_WHAT YOU NEED TO DO:_ Give the number of lines in the entries below that contain "quoted". Write nothing besides it.

_EXERCISE DATA:_
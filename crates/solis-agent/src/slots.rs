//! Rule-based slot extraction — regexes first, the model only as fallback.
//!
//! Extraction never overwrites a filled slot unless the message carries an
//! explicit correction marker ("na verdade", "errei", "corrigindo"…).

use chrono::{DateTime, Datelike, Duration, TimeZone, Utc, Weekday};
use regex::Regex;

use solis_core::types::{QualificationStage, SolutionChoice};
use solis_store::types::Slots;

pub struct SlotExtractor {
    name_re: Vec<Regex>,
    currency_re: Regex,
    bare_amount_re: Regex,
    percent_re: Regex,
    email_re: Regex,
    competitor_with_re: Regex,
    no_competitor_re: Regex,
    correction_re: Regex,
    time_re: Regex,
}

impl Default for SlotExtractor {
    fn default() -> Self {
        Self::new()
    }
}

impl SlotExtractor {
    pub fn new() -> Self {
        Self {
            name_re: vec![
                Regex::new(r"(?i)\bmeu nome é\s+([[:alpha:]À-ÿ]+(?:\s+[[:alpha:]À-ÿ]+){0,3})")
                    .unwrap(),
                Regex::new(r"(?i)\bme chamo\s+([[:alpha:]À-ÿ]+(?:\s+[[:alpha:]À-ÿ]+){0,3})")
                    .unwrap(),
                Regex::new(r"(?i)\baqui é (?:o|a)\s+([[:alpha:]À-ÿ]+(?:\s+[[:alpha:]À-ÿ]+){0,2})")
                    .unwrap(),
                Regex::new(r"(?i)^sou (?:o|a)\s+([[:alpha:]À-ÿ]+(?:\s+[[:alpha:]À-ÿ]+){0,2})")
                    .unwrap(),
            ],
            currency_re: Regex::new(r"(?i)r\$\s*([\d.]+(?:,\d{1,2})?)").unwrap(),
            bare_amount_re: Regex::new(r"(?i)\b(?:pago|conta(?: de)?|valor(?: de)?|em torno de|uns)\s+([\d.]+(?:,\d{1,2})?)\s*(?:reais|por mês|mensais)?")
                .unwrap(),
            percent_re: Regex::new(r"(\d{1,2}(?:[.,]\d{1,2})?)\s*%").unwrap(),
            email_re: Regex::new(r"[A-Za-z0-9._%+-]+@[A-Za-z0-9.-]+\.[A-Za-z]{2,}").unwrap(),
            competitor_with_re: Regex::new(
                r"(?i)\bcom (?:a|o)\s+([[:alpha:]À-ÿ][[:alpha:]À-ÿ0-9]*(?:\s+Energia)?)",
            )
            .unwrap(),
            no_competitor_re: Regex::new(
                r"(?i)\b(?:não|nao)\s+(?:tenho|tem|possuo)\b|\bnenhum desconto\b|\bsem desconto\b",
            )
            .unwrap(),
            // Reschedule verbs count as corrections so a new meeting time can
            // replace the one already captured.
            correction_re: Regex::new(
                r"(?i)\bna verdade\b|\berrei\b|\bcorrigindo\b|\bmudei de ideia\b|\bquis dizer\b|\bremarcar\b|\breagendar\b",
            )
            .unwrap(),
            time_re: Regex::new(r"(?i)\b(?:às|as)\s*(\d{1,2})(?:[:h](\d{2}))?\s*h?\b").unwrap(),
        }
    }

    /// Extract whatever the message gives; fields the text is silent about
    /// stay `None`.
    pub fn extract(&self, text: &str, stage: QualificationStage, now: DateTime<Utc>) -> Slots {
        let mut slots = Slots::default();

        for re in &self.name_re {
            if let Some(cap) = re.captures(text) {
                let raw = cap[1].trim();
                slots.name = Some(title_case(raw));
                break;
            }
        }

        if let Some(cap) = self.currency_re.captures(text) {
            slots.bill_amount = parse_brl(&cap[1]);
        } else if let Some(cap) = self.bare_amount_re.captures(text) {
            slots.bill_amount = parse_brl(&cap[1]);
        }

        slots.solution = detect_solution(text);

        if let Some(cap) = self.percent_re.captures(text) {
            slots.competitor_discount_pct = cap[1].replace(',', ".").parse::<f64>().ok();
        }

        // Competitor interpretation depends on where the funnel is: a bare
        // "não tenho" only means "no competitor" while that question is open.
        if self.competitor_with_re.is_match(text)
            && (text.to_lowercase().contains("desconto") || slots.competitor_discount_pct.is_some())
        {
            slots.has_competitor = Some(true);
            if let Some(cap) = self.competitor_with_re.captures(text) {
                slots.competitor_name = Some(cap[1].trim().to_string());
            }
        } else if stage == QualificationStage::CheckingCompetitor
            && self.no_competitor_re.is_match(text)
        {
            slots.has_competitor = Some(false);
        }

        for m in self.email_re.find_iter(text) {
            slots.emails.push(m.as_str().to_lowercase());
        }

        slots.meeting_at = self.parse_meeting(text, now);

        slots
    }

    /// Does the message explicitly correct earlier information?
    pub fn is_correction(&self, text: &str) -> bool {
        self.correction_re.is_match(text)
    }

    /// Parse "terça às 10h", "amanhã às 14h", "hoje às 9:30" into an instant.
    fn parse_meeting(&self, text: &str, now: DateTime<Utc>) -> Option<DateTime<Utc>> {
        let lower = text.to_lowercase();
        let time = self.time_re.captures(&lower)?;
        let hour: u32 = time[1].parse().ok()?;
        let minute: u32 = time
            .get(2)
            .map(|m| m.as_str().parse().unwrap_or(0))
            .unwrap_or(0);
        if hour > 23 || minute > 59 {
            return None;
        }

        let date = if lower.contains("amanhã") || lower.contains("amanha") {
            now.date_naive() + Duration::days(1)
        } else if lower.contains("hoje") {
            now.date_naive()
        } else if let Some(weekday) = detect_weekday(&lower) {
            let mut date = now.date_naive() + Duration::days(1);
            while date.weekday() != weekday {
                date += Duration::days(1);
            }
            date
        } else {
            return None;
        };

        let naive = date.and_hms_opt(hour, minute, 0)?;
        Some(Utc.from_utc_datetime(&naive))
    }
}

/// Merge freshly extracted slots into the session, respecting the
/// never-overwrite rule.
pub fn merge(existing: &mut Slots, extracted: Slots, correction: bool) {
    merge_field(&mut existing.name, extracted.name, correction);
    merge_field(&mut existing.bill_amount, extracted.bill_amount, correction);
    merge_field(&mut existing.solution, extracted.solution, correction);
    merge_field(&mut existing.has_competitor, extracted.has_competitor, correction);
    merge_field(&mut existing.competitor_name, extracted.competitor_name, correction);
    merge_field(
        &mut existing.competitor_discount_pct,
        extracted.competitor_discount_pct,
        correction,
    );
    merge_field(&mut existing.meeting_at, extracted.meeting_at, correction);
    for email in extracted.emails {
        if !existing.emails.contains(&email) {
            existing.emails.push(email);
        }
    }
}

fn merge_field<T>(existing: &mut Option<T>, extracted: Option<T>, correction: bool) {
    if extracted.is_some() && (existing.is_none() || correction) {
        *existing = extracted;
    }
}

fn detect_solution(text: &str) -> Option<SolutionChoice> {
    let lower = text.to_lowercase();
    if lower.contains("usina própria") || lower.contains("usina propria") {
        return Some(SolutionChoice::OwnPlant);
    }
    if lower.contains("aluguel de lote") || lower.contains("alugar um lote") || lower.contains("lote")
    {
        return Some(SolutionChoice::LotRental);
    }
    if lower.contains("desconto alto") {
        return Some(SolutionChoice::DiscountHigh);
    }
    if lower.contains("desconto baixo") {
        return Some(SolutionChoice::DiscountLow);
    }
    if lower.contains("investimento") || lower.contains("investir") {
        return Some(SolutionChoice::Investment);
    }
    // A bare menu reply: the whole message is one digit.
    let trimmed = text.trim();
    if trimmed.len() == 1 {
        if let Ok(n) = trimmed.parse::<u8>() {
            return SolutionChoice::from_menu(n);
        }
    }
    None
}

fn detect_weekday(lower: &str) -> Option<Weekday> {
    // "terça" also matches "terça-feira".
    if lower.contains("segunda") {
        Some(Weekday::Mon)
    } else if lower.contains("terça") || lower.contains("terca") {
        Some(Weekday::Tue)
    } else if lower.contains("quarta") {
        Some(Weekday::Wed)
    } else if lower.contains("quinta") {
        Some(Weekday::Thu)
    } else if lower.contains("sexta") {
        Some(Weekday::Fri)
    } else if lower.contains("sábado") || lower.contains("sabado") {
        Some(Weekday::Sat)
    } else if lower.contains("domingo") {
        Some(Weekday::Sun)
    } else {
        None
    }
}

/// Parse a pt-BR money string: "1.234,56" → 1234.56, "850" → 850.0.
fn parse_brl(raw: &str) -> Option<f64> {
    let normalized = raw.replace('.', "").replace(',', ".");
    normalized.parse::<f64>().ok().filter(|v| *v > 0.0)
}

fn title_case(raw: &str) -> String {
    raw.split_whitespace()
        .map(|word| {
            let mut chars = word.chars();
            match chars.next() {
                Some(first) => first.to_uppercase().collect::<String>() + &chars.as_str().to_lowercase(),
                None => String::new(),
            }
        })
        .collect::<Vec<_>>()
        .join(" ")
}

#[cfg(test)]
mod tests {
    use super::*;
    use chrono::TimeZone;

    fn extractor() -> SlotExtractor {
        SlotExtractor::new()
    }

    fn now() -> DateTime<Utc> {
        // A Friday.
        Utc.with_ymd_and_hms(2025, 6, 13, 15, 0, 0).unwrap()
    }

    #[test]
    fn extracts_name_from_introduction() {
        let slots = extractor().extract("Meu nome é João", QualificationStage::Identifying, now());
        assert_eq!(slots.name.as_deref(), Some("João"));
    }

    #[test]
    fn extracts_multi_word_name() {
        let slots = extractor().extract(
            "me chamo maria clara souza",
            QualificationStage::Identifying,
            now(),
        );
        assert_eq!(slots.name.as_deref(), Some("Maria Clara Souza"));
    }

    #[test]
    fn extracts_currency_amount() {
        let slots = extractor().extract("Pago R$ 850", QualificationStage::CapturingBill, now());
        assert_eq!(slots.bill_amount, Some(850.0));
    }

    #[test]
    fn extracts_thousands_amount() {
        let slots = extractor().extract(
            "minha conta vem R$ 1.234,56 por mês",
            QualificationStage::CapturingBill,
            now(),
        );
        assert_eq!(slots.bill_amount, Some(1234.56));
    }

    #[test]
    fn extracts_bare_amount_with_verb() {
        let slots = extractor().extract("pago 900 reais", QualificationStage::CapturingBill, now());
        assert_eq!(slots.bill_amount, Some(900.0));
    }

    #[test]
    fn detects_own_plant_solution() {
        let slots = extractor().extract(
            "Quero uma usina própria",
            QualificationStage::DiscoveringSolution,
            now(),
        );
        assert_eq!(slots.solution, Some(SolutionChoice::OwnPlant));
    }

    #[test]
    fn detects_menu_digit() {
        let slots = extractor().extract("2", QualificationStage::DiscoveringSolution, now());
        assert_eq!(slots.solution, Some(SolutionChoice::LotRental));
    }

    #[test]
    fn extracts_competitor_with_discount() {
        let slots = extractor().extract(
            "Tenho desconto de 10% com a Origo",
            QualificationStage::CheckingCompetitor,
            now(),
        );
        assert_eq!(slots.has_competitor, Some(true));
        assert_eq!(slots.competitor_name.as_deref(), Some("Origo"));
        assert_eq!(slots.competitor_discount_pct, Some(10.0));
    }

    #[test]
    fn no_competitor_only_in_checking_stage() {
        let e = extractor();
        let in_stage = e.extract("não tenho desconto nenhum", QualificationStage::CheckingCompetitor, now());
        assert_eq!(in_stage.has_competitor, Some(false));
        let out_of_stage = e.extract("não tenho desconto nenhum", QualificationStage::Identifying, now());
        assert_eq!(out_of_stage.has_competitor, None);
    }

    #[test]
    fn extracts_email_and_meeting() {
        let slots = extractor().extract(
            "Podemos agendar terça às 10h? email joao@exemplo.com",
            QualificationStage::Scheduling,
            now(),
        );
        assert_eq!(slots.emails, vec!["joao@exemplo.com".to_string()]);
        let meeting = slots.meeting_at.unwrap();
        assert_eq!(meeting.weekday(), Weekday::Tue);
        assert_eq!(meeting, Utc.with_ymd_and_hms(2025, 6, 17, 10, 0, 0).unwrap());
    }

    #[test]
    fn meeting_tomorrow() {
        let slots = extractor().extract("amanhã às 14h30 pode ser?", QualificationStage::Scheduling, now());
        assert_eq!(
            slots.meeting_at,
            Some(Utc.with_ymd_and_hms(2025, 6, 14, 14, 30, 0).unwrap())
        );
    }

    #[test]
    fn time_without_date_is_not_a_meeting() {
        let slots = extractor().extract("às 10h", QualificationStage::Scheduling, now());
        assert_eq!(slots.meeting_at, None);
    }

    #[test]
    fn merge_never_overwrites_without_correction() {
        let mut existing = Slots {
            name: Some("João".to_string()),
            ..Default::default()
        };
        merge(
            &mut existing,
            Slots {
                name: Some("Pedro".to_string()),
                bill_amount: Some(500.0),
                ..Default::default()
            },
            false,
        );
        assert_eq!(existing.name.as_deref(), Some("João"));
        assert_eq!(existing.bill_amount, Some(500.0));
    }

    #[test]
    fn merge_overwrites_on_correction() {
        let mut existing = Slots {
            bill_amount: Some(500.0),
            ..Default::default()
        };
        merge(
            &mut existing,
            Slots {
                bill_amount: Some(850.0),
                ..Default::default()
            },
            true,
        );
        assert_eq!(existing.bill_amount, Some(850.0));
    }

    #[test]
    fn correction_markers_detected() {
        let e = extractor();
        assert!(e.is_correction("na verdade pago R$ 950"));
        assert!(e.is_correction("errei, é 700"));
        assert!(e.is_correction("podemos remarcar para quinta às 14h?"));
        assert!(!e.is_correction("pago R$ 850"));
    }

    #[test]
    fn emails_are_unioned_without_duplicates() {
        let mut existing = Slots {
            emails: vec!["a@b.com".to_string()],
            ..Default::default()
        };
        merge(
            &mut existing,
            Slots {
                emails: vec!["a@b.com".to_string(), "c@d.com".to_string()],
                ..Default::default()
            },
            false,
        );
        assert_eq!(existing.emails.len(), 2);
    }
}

--

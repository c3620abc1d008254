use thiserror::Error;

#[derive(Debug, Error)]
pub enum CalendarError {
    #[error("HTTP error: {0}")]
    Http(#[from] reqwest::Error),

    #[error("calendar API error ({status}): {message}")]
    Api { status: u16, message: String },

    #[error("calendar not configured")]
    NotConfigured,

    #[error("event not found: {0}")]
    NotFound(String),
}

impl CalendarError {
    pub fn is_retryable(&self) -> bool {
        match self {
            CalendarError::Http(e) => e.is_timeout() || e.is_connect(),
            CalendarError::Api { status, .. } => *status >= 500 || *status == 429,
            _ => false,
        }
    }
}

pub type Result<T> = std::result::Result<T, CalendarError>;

* * *

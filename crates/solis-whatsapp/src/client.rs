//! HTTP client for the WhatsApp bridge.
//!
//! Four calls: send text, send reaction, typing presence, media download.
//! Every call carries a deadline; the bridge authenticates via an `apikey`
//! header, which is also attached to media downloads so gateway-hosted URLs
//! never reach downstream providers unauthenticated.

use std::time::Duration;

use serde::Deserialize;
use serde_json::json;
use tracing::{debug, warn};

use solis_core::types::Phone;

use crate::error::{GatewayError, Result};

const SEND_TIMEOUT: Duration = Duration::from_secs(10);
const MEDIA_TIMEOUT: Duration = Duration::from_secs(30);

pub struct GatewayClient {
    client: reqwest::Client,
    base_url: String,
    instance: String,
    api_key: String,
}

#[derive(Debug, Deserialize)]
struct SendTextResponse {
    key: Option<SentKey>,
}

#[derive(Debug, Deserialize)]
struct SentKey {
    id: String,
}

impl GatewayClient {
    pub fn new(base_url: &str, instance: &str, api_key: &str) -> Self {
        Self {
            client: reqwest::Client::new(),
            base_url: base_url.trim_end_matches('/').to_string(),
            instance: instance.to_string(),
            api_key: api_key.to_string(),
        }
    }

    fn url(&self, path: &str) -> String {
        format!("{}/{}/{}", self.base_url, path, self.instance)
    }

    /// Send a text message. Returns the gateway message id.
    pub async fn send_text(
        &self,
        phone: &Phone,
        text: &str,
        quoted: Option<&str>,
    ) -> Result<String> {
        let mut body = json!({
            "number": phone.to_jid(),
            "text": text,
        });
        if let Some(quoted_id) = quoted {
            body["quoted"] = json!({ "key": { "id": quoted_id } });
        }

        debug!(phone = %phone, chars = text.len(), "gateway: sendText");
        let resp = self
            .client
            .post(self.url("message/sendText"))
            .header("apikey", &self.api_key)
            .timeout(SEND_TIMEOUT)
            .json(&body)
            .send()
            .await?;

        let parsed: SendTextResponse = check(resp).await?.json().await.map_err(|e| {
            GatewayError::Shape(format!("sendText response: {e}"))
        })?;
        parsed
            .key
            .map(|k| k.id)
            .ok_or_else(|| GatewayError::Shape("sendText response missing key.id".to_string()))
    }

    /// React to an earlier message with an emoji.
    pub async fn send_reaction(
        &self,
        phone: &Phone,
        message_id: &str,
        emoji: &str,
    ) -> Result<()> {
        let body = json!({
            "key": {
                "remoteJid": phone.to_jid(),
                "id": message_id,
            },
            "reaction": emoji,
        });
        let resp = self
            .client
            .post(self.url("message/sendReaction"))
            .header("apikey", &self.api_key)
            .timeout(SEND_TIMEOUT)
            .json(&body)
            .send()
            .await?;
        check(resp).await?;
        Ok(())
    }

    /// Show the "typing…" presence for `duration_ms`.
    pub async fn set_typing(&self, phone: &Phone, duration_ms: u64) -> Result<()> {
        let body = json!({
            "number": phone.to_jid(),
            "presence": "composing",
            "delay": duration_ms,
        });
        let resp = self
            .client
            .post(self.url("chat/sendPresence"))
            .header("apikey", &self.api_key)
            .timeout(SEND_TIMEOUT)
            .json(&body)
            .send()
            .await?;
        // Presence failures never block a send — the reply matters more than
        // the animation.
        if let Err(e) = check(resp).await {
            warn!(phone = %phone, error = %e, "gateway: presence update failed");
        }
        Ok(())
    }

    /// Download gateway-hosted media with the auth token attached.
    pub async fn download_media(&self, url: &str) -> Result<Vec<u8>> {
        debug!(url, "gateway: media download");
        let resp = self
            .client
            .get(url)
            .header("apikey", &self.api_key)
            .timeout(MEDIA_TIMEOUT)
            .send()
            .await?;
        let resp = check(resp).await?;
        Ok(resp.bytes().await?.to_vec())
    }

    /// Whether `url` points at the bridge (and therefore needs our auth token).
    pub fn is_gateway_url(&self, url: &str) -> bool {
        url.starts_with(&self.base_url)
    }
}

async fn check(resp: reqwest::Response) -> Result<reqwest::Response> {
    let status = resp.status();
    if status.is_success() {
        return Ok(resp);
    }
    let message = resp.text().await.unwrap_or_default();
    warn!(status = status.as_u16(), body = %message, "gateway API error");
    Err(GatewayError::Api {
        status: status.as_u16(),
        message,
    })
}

_EXERCISE OUTPUT:_ 3